I would’ve never thought I would go to 99. —Jazz forward Jae Crowder
SALT LAKE CITY — Only one player in the NBA wears No. 99.
He’s the newest member of the Utah Jazz and his name is Jae Crowder.
“It’s pretty cool,” Crowder said. “Hopefully people will catch on to it and like the number because it’s a unique thing and it means something to me, so it’s kind of special.”
The meaning behind it?
His best friend, Eric Thompson.
Throughout high school and college, Crowder wore No. 32 in honor of Los Angeles Lakers legend Magic Johnson but switched to No. 9 after leaving Marquette for the NBA.
“I would’ve never thought I would go to 99,” Crowder admitted.
He spent his first few seasons in Dallas before being traded to the Boston Celtics during the 2014-15 season as part of the deal that sent Rajon Rondo to the Mavericks. The change from No. 9 to 99 occurred then.
“When I got traded from Dallas, my best friend was wearing No. 99,” Crowder recalled. “I was No. 9 and going to Boston, so I didn’t want to take Rajon Rondo’s number out of respect to him so I decided to put a No. 9 on it just like my best friend.”
Thompson is also from Crowder’s hometown of Villa Rica, Georgia, and attended Villa Rica High School. He wore No. 99 on the gridiron as a defensive lineman at Faulkner University. Although he no longer plays, Crowder still brings that gridiron toughness and mindset to the hardwood with the odd number.
“People ask me what it’s for all the time, because it’s got to be a meaning behind it obviously, but it’s pretty cool just to keep it going for him every time I touch the floor and then put it on my shoes every time I get a chance,” Crowder said.
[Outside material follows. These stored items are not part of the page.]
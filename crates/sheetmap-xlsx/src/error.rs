//! Error types for the XLSX reader

use thiserror::Error;

/// Result type for XLSX operations
pub type XlsxResult<T> = std::result::Result<T, XlsxError>;

/// Errors that can occur while reading an XLSX container.
///
/// All of these are structural: they abort the whole call. Row-level schema
/// validation errors live in the `sheetmap` crate and are accumulated, not
/// returned through here.
#[derive(Debug, Error)]
pub enum XlsxError {
    /// I/O error
    #[error("I/O error: {0}")]
    Io(#[from] std::io::Error),

    /// ZIP archive error
    #[error("ZIP error: {0}")]
    Zip(#[from] zip::result::ZipError),

    /// XML parsing error
    #[error("XML error: {0}")]
    Xml(#[from] quick_xml::Error),

    /// Missing required part in the archive
    #[error("Missing part: {0}")]
    MissingPart(String),

    /// Invalid XLSX format
    #[error("Invalid XLSX format: {0}")]
    InvalidFormat(String),

    /// Parse error
    #[error("Parse error: {0}")]
    Parse(String),

    /// Requested sheet does not exist
    #[error("Sheet \"{requested}\" not found. Available sheets: {}.", .available.iter().map(|s| format!("\"{}\"", s)).collect::<Vec<_>>().join(", "))]
    SheetNotFound {
        /// Sheet name or 1-based index, as requested by the caller
        requested: String,
        /// Names of the sheets that do exist
        available: Vec<String>,
    },

    /// A cell referenced a style id that the style table does not define
    #[error("Cell style not found: {0}")]
    StyleNotFound(u32),

    /// A cell referenced a shared string index outside the table
    #[error("Shared string index {index} out of bounds (table has {len} entries)")]
    SharedStringOutOfBounds {
        /// Referenced index
        index: usize,
        /// Number of entries in the shared string table
        len: usize,
    },

    /// Unrecognized cell type tag
    #[error("Cell type not supported: {0}")]
    UnsupportedCellType(String),

    /// Core error
    #[error(transparent)]
    Core(#[from] sheetmap_core::Error),
}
As the Utah Jazz try to regain their rhythm since returning from the All-Star break with a 1-1 record, Crowder is still learning his way around Salt Lake City and Jazz coach Quin Snyder’s thick playbook. He posted 11 points and three rebounds in Utah’s 97-90 win against Dallas Saturday night, including four points in the final four minutes to help the Jazz close the game on a 12-3 run. The Jazz will host the Houston Rockets on Monday at 7 p.m.
“I think defensively, he’s more than anything just getting familiar with the communication system,” Snyder said. “The main thing is being unselfish and compete and he’s ready to do both those things and he’s done that so far.”
Crowder is quickly becoming a fan favorite in Utah with five consecutive games of scoring double figures since being acquired in a three-team deal from Cleveland before the trade deadline.
He averages 13.2 points and 4.0 rebounds in 28.4 minutes off the bench, while shooting 40.4 percent from the field.
His No. 99 jersey is even for sale inside Vivint Arena, but he knows he has more work to do until he gets fully comfortable.
“I’m still struggling to shoot the ball, still got to get my wind, still got to get comfortable within the offense to know where my shots are coming from,” Crowder said. “But that comes with time so I’m being patient with that, but I feel like I just want to do something other than score the ball to help our team win games every night.”